In a globally distributed database, the main problem is time control because different locations have different clocks. For example, assume that one table of the database is located on Earth while another table is stored on Mars (4-13 minutes delay). Now we want to commit a transaction with these two tables from the moon while the result will be queried from Venus. I could not understand from this post if Fauna is able to correctly work under such conditions and whether it was designed for such use cases.

Much like the Google spanner database. Was at a presentation earlier this month where they went into more detail. Very interesting product!


I think the moment the internet goes galactic, we will need to implement special relativity algorithms to properly sync machine states, unless quantum computation takes off and we get a quantum entagled network!

"Globally distributed" should imply that it's confined to one planet.

More generally, the point is that if you have two locations where the fastest you can send a unit of data is t, then the shortest possible time interval you can pass a transaction from one location to another is t.

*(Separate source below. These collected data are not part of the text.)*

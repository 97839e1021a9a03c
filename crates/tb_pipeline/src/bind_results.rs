//! BIND_RESULTS stage: bind winners and propagate them forward.
//!
//! Round 1 endpoints come from the slot layout. For round `r > 1`, match `i`
//! takes `teamA` from the winner of `(r-1, 2i)` and `teamB` from the winner of
//! `(r-1, 2i+1)`. A winner is only asked for once both endpoints are known and
//! the match was not already resolved by a bye.
//!
//! Where winners come from is abstracted by `WinnerSource`: recorded outcomes
//! for generation, an organizer's draft map for `DraftBracket`.

use std::collections::BTreeSet;

use tb_algo::propagation::{feeders, OutcomeIndex, RejectReason};
use tb_core::entities::{Match, MatchOutcome, Round};
use tb_core::ids::ParticipantId;
use tb_core::variables::DuplicateOutcomePolicy;

use crate::build_rounds::empty_match;

/// Supplies winners for matches whose two endpoints are both populated.
pub trait WinnerSource {
    /// Winner for `m`, if known. Answers naming neither endpoint are ignored.
    fn winner_for(&mut self, m: &Match) -> Option<ParticipantId>;
}

/// Winner source backed by recorded outcomes; tracks which records bound.
#[derive(Debug)]
pub struct RecordedOutcomes<'a> {
    index: &'a OutcomeIndex,
    applied: BTreeSet<usize>,
}

impl<'a> RecordedOutcomes<'a> {
    pub fn new(index: &'a OutcomeIndex) -> Self {
        Self { index, applied: BTreeSet::new() }
    }

    /// Input positions of records that set a winner.
    pub fn applied(&self) -> &BTreeSet<usize> {
        &self.applied
    }
}

impl WinnerSource for RecordedOutcomes<'_> {
    fn winner_for(&mut self, m: &Match) -> Option<ParticipantId> {
        let (a, b) = (m.team_a.as_ref()?, m.team_b.as_ref()?);
        let hit = self.index.lookup(m.round_index, &a.id, &b.id)?;
        self.applied.insert(hit.source);
        Some(hit.winner.clone())
    }
}

/// Build the outcome index, logging every record that can never bind.
pub fn index_outcomes(outcomes: &[MatchOutcome], policy: DuplicateOutcomePolicy) -> OutcomeIndex {
    let index = OutcomeIndex::build(outcomes, policy);
    for r in index.rejected() {
        let o = &outcomes[r.source];
        match r.reason {
            RejectReason::WinnerNotInPair => tracing::warn!(
                record = r.source,
                round = o.round,
                "skipping outcome: winner {} is neither {} nor {}",
                o.winner,
                o.player_a,
                o.player_b
            ),
            RejectReason::Superseded { by } => tracing::warn!(
                record = r.source,
                round = o.round,
                superseded_by = by,
                policy = %policy,
                "skipping duplicate outcome for {} vs {}",
                o.player_a,
                o.player_b
            ),
        }
    }
    index
}

/// Fill every round from `first_round`. Output is ordered by round, then index.
pub fn bind_and_propagate<W: WinnerSource>(
    rounds: &[Round],
    first_round: Vec<Match>,
    source: &mut W,
) -> Vec<Match> {
    let total = rounds.len() as u32;
    let mut all: Vec<Match> = Vec::with_capacity(rounds.iter().map(|r| r.match_count).sum());

    let mut current = first_round;
    for m in current.iter_mut() {
        bind(m, source);
    }
    log_round(1, &current);

    for round in rounds.iter().skip(1) {
        let next: Vec<Match> = (0..round.match_count)
            .map(|i| {
                let (fa, fb) = feeders(i);
                let mut m = empty_match(round, total, i);
                m.team_a = current.get(fa).and_then(Match::winner).cloned();
                m.team_b = current.get(fb).and_then(Match::winner).cloned();
                bind(&mut m, source);
                m
            })
            .collect();
        log_round(round.round_index, &next);
        all.append(&mut current);
        current = next;
    }
    all.append(&mut current);
    all
}

fn bind<W: WinnerSource>(m: &mut Match, source: &mut W) {
    if m.winner_id.is_some() || !m.has_both_teams() {
        return;
    }
    if let Some(w) = source.winner_for(m) {
        if m.involves(&w) {
            m.winner_id = Some(w);
        } else {
            tracing::debug!(match_id = %m.match_id, winner = %w, "ignoring winner not on match");
        }
    }
}

fn log_round(round: u32, matches: &[Match]) {
    tracing::debug!(
        round,
        matches = matches.len(),
        decided = matches.iter().filter(|m| m.winner_id.is_some()).count(),
        "bound round"
    );
}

That puts a upper (EDIT: corrected from lower) bound on throughput of many types of operations, such as e.g. if you need to guarantee strict ordering of transactions (EDIT: in the worst case, where transactions are being issued from multiple nodes; best case you can optimize in a variety of ways).

So while we won't have to deal with interplanetary latencies, it still matters greatly for throughput and consistency guarantees.

Even assuming you meant "upper bound" instead of "lower bound", this isn't strictly true in theory. To achieve high throughput with large latency between nodes, all you have to do is group transactions into large batches and reach consensus on how they should be ordered (for example, you can run paxos to decide what a batch consists of, and then use any method you like to order within the batch). Running paxos at interplanetary latencies would obviously take some time, but since you can have multiple rounds in progress at once (or increase the size of each batch to be much larger than the latency), throughput isn't limited by latency. In practice, most people care a lot about latency, and achieving the desired latency puts a limit on throughput. See the Calvin DB paper for a more thorough explanation.

Yes, upper bound. Lower bound on time it takes for the transaction to be globally available.

You're right that there are operations that you can increase throughput of, and I was imprecise in that you are right you can order them "after the fact", but that's not very interesting. The scenario I had in mind was where clients talking to different nodes are issuing transactions that depend on the same items of data.

In that case you either need to obtain a lock, in which case you best case need to wait for the latency interval (plus a margin or largest possible clock skew) to see if the other side wants a lock on the same object, or you need to be optimistically firing off transactions, but the best case then is that you just get your transaction in right before the remote side start operating on it, and they happen to just fire off another transaction, and so on. In reality there'd be slowdowns.

If you're dealing with uncontended objects, you can do much better on average, but you can't guarantee better than the latency between nodes.

There are certainly tons of special cases where you can optimize.

@sleepydog, that was an example. Even in one planet, RTT in internet can be quite severe for realtime applications.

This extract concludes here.